• Work required
If a line in the data contains "Configuration", copy it out.

• Information supplied
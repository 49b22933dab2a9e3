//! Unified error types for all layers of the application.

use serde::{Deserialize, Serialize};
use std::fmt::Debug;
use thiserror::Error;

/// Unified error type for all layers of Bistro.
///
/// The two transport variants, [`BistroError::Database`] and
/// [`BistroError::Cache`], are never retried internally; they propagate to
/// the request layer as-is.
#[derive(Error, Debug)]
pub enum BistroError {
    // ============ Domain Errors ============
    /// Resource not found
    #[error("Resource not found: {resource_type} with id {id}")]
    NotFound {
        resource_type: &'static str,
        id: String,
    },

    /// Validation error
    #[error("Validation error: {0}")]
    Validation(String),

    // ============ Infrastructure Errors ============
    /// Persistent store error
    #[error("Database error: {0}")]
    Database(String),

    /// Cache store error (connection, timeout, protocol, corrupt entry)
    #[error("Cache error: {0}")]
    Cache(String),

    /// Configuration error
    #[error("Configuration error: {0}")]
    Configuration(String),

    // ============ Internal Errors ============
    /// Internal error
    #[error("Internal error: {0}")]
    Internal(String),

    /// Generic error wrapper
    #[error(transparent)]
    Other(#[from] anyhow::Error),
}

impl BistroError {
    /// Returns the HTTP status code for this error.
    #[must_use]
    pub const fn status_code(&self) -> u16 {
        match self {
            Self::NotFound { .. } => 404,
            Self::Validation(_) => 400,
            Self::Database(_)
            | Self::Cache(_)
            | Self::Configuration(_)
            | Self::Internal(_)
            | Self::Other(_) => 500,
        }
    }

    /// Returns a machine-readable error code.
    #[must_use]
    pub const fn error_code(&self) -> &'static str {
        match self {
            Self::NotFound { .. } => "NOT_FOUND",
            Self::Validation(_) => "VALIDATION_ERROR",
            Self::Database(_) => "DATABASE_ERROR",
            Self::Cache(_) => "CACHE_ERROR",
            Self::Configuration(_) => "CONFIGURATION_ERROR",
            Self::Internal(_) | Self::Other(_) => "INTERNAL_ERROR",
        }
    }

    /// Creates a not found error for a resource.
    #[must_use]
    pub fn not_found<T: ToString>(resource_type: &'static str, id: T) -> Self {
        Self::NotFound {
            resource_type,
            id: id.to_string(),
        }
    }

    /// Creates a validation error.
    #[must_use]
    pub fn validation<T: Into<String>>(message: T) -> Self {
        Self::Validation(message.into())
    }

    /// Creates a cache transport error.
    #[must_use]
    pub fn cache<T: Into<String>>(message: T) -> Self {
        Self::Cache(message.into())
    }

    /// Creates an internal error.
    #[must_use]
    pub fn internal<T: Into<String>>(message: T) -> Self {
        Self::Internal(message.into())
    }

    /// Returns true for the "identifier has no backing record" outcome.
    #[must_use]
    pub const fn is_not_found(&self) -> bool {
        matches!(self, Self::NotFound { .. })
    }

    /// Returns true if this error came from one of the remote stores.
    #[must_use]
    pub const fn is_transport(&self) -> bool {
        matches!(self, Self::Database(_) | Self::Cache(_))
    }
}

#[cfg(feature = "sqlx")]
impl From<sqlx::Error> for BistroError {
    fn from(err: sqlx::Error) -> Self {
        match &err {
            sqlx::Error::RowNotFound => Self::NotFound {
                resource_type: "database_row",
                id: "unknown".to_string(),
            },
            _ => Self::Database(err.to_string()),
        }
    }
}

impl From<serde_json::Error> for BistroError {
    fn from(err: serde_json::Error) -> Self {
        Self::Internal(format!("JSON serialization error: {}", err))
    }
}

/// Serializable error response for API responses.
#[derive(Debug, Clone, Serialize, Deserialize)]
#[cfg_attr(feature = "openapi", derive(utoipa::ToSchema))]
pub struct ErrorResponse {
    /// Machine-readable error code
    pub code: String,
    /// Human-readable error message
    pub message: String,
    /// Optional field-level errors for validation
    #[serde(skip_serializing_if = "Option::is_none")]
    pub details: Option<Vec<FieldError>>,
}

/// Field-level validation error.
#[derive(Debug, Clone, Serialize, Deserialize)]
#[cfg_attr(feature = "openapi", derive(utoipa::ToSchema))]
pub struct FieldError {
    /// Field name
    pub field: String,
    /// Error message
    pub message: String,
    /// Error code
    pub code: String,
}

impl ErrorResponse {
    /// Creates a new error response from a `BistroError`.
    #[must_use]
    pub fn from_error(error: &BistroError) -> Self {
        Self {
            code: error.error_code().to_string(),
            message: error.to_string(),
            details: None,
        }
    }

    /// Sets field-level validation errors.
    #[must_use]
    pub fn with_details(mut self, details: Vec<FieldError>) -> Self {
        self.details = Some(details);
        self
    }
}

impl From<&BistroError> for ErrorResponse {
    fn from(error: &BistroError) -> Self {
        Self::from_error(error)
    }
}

• Output for this task
    /// Configuration error
    #[error("Configuration error: {0}")]
    Configuration(String),
            | Self::Configuration(_)
            Self::Configuration(_) => "CONFIGURATION_ERROR",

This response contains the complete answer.